COMMENTARY: Daring to Dream Big Dreams

c. 2007 Religion News Service (UNDATED) In his parents’ eyes, the star of the evening was our 15-year-old son, playing his first major violin solo. In the realm beyond parental pride, the evening belonged to the extraordinary Shaw University Choir and its primary soloists, tenor Corey Leak and soprano Louise Odom. This joint concert of […]

c. 2007 Religion News Service

(UNDATED) In his parents’ eyes, the star of the evening was our 15-year-old son, playing his first major violin solo.

In the realm beyond parental pride, the evening belonged to the extraordinary Shaw University Choir and its primary soloists, tenor Corey Leak and soprano Louise Odom.


This joint concert of the Shaw choir and the Durham School of the Arts Orchestra was about dreams. At a time when predatory commerce wants to soak up children’s lives and channel their one passage through youth to such mind-deadening pursuits as iPods and online chat, these 56 musicians dared to dream of more.

With no hesitation, the high school orchestra plowed into Antonio Vivaldi’s “Summer.” Our son, nervous but composed, went inside himself, found his muse and hit every note.

Then came the singers from Shaw, a historically black university of 2,500 students founded by a Baptist pastor months after the Civil War ended, when former slaves were technically free but not yet encouraged to dream.

Odom walked onto the risers and stood by herself to sing a solo. Nervousness made her voice tentative at the start, but she pressed on, mastered her jitters, and allowed a lifetime of practice to shine forth.

Midway through the spiritual “Rise, Shine,” Leak opened his mouth to sing, and everything went up a notch. His strong voice soared beyond the chorus. He performed with a confidence that the hugely gifted can muster.

Afterward, Leak told me his dream is to sing with the Metropolitan Opera. And why not? Why not dream of “taking it all the way,” as my son told a grown-up about his aspirations? Why not stare down the nonsense and shallow pursuits of this age and dream of one’s life as extraordinary?
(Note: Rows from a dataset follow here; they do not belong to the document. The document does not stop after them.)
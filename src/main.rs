// SPDX-License-Identifier: MPL-2.0
use iced_reel::app::config::DEFAULT_MANIFEST_FILE;
use iced_reel::app::{self, Flags};
use std::process::ExitCode;

const USAGE: &str = "Usage: iced_reel [--lang <LOCALE>] [--config-dir <DIR>] [MANIFEST]";

fn parse_flags() -> Result<Flags, pico_args::Error> {
    let mut args = pico_args::Arguments::from_env();
    let lang = args.opt_value_from_str("--lang")?;
    let config_dir = args.opt_value_from_str("--config-dir")?;
    let manifest_path = args
        .finish()
        .into_iter()
        .next()
        .and_then(|s| s.into_string().ok())
        .unwrap_or_else(|| DEFAULT_MANIFEST_FILE.to_string());

    Ok(Flags {
        lang,
        manifest_path: Some(manifest_path),
        config_dir,
    })
}

fn main() -> ExitCode {
    env_logger::init();

    let flags = match parse_flags() {
        Ok(flags) => flags,
        Err(err) => {
            eprintln!("{err}\n{USAGE}");
            return ExitCode::from(2);
        }
    };

    match app::run(flags) {
        Ok(()) => ExitCode::SUCCESS,
        Err(err) => {
            log::error!("Application error: {}", err);
            ExitCode::FAILURE
        }
    }
}
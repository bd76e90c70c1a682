//! Notation transformers: optional post-processing passes over rendered
//! fragments
//!
//! A line ending in a marker comment such as `// [!code ++]` loses the
//! marker and gains classes instead:
//!
//! | transformer            | markers                        | line classes            |
//! |------------------------|--------------------------------|-------------------------|
//! | `notation-diff`        | `++`, `--`                     | `diff add`/`diff remove`|
//! | `notation-focus`       | `focus`                        | `focused`               |
//! | `notation-highlight`   | `highlight`, `hl`              | `highlighted`           |
//! | `notation-error-level` | `error`, `warning`             | `highlighted error` ... |

use std::sync::Arc;

use super::markup::{Fragment, RenderedLine};

/// A post-processing pass over a rendered fragment
pub trait Transformer: Send + Sync {
    fn name(&self) -> &'static str;
    fn apply(&self, fragment: &mut Fragment);
}

/// Marker name -> classes added to the line
type MarkerTable = &'static [(&'static str, &'static [&'static str])];

/// A transformer driven by `[!code <marker>]` comments
pub struct NotationTransformer {
    name: &'static str,
    markers: MarkerTable,
    /// Class added to the `<pre>` when any marker matched
    block_class: &'static str,
}

impl NotationTransformer {
    pub const fn diff() -> Self {
        Self {
            name: "notation-diff",
            markers: &[("++", &["diff", "add"]), ("--", &["diff", "remove"])],
            block_class: "has-diff",
        }
    }

    pub const fn focus() -> Self {
        Self {
            name: "notation-focus",
            markers: &[("focus", &["focused"])],
            block_class: "has-focused",
        }
    }

    pub const fn highlight() -> Self {
        Self {
            name: "notation-highlight",
            markers: &[("highlight", &["highlighted"]), ("hl", &["highlighted"])],
            block_class: "has-highlighted",
        }
    }

    pub const fn error_level() -> Self {
        Self {
            name: "notation-error-level",
            markers: &[
                ("error", &["highlighted", "error"]),
                ("warning", &["highlighted", "warning"]),
            ],
            block_class: "has-highlighted",
        }
    }

    fn classes_for(&self, marker: &str) -> Option<&'static [&'static str]> {
        self.markers
            .iter()
            .find(|(name, _)| *name == marker)
            .map(|(_, classes)| *classes)
    }

    /// Strip this transformer's markers from a line, returning the classes
    /// they asked for
    fn take_markers(&self, line: &mut RenderedLine) -> Vec<&'static str> {
        let mut classes = Vec::new();

        for token in line.tokens.iter_mut() {
            let mut search_from = 0;
            while let Some(found) = token.text[search_from..].find("[!code ") {
                let start = search_from + found;
                let Some(len) = token.text[start..].find(']') else {
                    break;
                };
                let marker = token.text[start + "[!code ".len()..start + len].trim();
                match self.classes_for(marker) {
                    Some(extra) => {
                        classes.extend_from_slice(extra);
                        token.text.replace_range(start..start + len + 1, "");
                        search_from = start;
                    }
                    // Another transformer's marker
                    None => search_from = start + len + 1,
                }
            }
        }

        if !classes.is_empty() {
            tidy_line_end(line);
        }
        classes
    }
}

impl Transformer for NotationTransformer {
    fn name(&self) -> &'static str {
        self.name
    }

    fn apply(&self, fragment: &mut Fragment) {
        let mut matched = false;
        for line in fragment.lines.iter_mut() {
            for class in self.take_markers(line) {
                line.add_class(class);
                matched = true;
            }
        }
        if matched {
            fragment.add_class(self.block_class);
        }
    }
}

/// Drop the comment shell a removed marker leaves behind
fn tidy_line_end(line: &mut RenderedLine) {
    line.tokens.retain(|t| !t.text.is_empty());

    let Some(last) = line.tokens.last_mut() else {
        return;
    };
    let tidied = strip_empty_comment(&last.text);
    if !tidied.is_empty() {
        last.text = tidied;
        return;
    }

    // The marker had a comment token to itself
    line.tokens.pop();
    if let Some(prev) = line.tokens.last_mut() {
        let len = prev.text.trim_end().len();
        prev.text.truncate(len);
    }
}

fn strip_empty_comment(text: &str) -> String {
    let trimmed = text.trim_end();
    for (open, close) in [("/*", "*/"), ("<!--", "-->")] {
        if let Some(inner) = trimmed.strip_suffix(close) {
            if let Some(code) = inner.trim_end().strip_suffix(open) {
                return code.trim_end().to_string();
            }
        }
    }
    for open in ["//", "#", "--", ";"] {
        if let Some(code) = trimmed.strip_suffix(open) {
            // `a--` is code, `a --` is an emptied comment
            if code.is_empty() || code.ends_with(char::is_whitespace) {
                return code.trim_end().to_string();
            }
        }
    }
    trimmed.to_string()
}

/// Every transformer this build ships
pub fn builtin(name: &str) -> Option<Arc<dyn Transformer>> {
    let transformer: Arc<dyn Transformer> = match name {
        "notation-diff" => Arc::new(NotationTransformer::diff()),
        "notation-focus" => Arc::new(NotationTransformer::focus()),
        "notation-highlight" => Arc::new(NotationTransformer::highlight()),
        "notation-error-level" => Arc::new(NotationTransformer::error_level()),
        _ => return None,
    };
    Some(transformer)
}

/// Resolve configured transformer names; unknown names are skipped
pub fn resolve(names: &[String]) -> Vec<Arc<dyn Transformer>> {
    names
        .iter()
        .filter_map(|name| {
            let transformer = builtin(name);
            if transformer.is_none() {
                tracing::debug!(transformer = %name, "transformer not available, skipping");
            }
            transformer
        })
        .collect()
}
It’s like the dream that led to Shaw’s founding _ an absurd dream at the time, that the South’s despised could declare their worthiness to learn and to take their place in American life.


I was deeply moved by the Shaw Choir _ by their powerful singing, by the fascinating beauty of skin tones ranging from blue-black to golden, but most of all by their determination to master challenging music. Like all dreamers, they demanded our attention and said, “Listen to us!”
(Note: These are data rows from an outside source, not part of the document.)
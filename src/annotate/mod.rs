//! Highlight directive annotation
//!
//! Strips directive comments from a code block and records which display
//! lines carry which highlight level. Pure text in, text and map out.

mod directive;

use std::collections::BTreeMap;

pub use directive::{Directive, HighlightLevel, LineToken, parse_ranges, tokenize_line};

/// 1-based display line number -> highlight level
pub type LevelMap = BTreeMap<usize, HighlightLevel>;

/// Result of annotating a block of source
#[derive(Debug, Clone, Default, PartialEq, Eq)]
pub struct Annotated {
    /// Source with directive-only lines removed, as shown to the reader
    pub display_text: String,
    /// Highlight level per display line
    pub levels: LevelMap,
}

/// Extract highlight directives from `source`
///
/// Nested `@highlight-start` blocks resolve innermost-first. An
/// `@highlight-end` with nothing open is ignored.
pub fn annotate(source: &str) -> Annotated {
    let raw_line_count = source.split('\n').count();

    let mut display: Vec<std::borrow::Cow<'_, str>> = Vec::with_capacity(raw_line_count);
    let mut levels = LevelMap::new();
    let mut stack: Vec<HighlightLevel> = Vec::new();
    let mut line_offset = 0usize;

    for (raw, line) in source.split('\n').enumerate() {
        let display_line = raw - line_offset + 1;

        match tokenize_line(line, raw == 0) {
            LineToken::Code(text) => {
                if let Some(&top) = stack.last() {
                    levels.insert(display_line, top);
                }
                display.push(text.into());
            }
            LineToken::Directive(directive) => {
                line_offset += 1;
                match directive {
                    Directive::Range(ranges) => {
                        for range in ranges {
                            // Lines past the end of the block can never be shown
                            let end = (*range.end()).min(raw_line_count);
                            for n in *range.start()..=end {
                                levels.insert(n, HighlightLevel::default());
                            }
                        }
                    }
                    Directive::BlockStart(level) => stack.push(level),
                    Directive::BlockEnd => {
                        if stack.pop().is_none() {
                            tracing::debug!(line = raw + 1, "@highlight-end without an open block");
                        }
                    }
                }
            }
            LineToken::Trailing { code, directive } => {
                match directive {
                    Directive::BlockStart(level) => {
                        stack.push(level);
                        levels.insert(display_line, level);
                    }
                    // The closed block still owns the line it trails
                    Directive::BlockEnd => match stack.pop() {
                        Some(level) => {
                            levels.insert(display_line, level);
                        }
                        None => {
                            tracing::debug!(line = raw + 1, "@highlight-end without an open block");
                        }
                    },
                    Directive::Range(_) => {}
                }
                display.push(code);
            }
        }
    }

    if !stack.is_empty() {
        tracing::debug!(open = stack.len(), "highlight blocks left open at end of source");
    }

    Annotated {
        display_text: display.join("\n"),
        levels,
    }
}

#[cfg(test)]
mod tests {
    use super::*;

    fn level(n: u8) -> HighlightLevel {
        HighlightLevel::new(n).unwrap()
    }

    fn map(entries: &[(usize, u8)]) -> LevelMap {
        entries.iter().map(|&(line, l)| (line, level(l))).collect()
    }

    #[test]
    fn test_no_directives_is_identity() {
        for source in ["", "fn main() {}\n", "a\r\nb\r\n", "x\n\n\ny"] {
            let annotated = annotate(source);
            assert_eq!(annotated.display_text, source);
            assert!(annotated.levels.is_empty());
        }
    }

    #[test]
    fn test_range_directive() {
        let source = "// @highlight: 2,4-5\none\ntwo\nthree\nfour\nfive\nsix";
        let annotated = annotate(source);
        assert_eq!(annotated.display_text, "one\ntwo\nthree\nfour\nfive\nsix");
        assert_eq!(annotated.levels, map(&[(2, 1), (4, 1), (5, 1)]));
    }

    #[test]
    fn test_range_directive_with_malformed_tokens() {
        let annotated = annotate("# @highlight: 1, nope, 3-x\na\nb");
        assert_eq!(annotated.display_text, "a\nb");
        assert_eq!(annotated.levels, map(&[(1, 1)]));
    }

    #[test]
    fn test_block_wraps_lines() {
        let source = "before\n// @highlight-start[2]\na\nb\nc\n// @highlight-end\nafter";
        let annotated = annotate(source);
        assert_eq!(annotated.display_text, "before\na\nb\nc\nafter");
        assert_eq!(annotated.levels, map(&[(2, 2), (3, 2), (4, 2)]));
    }

    #[test]
    fn test_nested_blocks_innermost_wins() {
        let source = "// @highlight-start[1]\n// @highlight-start[3]\nX\n// @highlight-end\nY\n// @highlight-end";
        let annotated = annotate(source);
        assert_eq!(annotated.display_text, "X\nY");
        assert_eq!(annotated.levels, map(&[(1, 3), (2, 1)]));
    }

    #[test]
    fn test_javascript_scenario() {
        let annotated = annotate("// @highlight-start[2]\nlet x = 1;\n// @highlight-end\nlet y = 2;");
        assert_eq!(annotated.display_text, "let x = 1;\nlet y = 2;");
        assert_eq!(annotated.levels, map(&[(1, 2)]));
    }

    #[test]
    fn test_trailing_start_applies_to_its_own_line() {
        let source = "a\nb // @highlight-start[3]\nc\nd // @highlight-end\ne";
        let annotated = annotate(source);
        assert_eq!(annotated.display_text, "a\nb\nc\nd\ne");
        assert_eq!(annotated.levels, map(&[(2, 3), (3, 3), (4, 3)]));
    }

    #[test]
    fn test_trailing_end_attaches_to_closed_line() {
        let source = "// @highlight-start[1]\n// @highlight-start[4]\ninner(); // @highlight-end\nouter();\n// @highlight-end";
        let annotated = annotate(source);
        assert_eq!(annotated.display_text, "inner();\nouter();");
        assert_eq!(annotated.levels, map(&[(1, 4), (2, 1)]));
    }

    #[test]
    fn test_underflow_is_noop() {
        let source = "a\n// @highlight-end\nb\nc // @highlight-end";
        let annotated = annotate(source);
        assert_eq!(annotated.display_text, "a\nb\nc");
        assert!(annotated.levels.is_empty());
    }

    #[test]
    fn test_unclosed_block_runs_to_end() {
        let annotated = annotate("a\n# @highlight-start\nb\nc");
        assert_eq!(annotated.display_text, "a\nb\nc");
        assert_eq!(annotated.levels, map(&[(2, 1), (3, 1)]));
    }

    #[test]
    fn test_blocks_override_ranges() {
        let source = "// @highlight: 1-2\n// @highlight-start[2]\na\n// @highlight-end\nb";
        let annotated = annotate(source);
        assert_eq!(annotated.display_text, "a\nb");
        assert_eq!(annotated.levels, map(&[(1, 2), (2, 1)]));
    }

    #[test]
    fn test_huge_range_is_bounded() {
        let annotated = annotate("// @highlight: 1-4000000000\na\nb");
        assert_eq!(annotated.levels.len(), 3);
    }

    #[test]
    fn test_annotate_is_deterministic() {
        let source = "// @highlight: 3\n// @highlight-start[2]\nx\n// @highlight-end\ny\nz";
        assert_eq!(annotate(source), annotate(source));
    }
}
It is tragic how little dreaming is expected of people today. Youth are steered toward short-horizon consumer purchases, standardized testing and college admissions that promise market value, not intellectual challenge.

Workers reach the job market with some skills but little encouragement to create, to imagine something into being beyond one more knockoff of someone else’s ideas, or to see their lives as making a difference.

The “American Dream” has become real estate, not invention or conquering a frontier.

That’s why I had such admiration for these young musicians. Whether or not they make it all the way, tonight Odom had the courage to stand alone on a stage and to sing, Leak let it all out, no safe zone, and the boy we hear practicing upstairs stood before peers, parents and strangers and played with confidence.

This age feels like 1866, when the embittered South said to its blacks, “Don’t you dare dream! You are nothing!” And a Baptist preacher named Henry Martin Tupper said, in effect, “No, you can keep us out of your fabled universities, but you can’t prevent us from learning and dreaming.”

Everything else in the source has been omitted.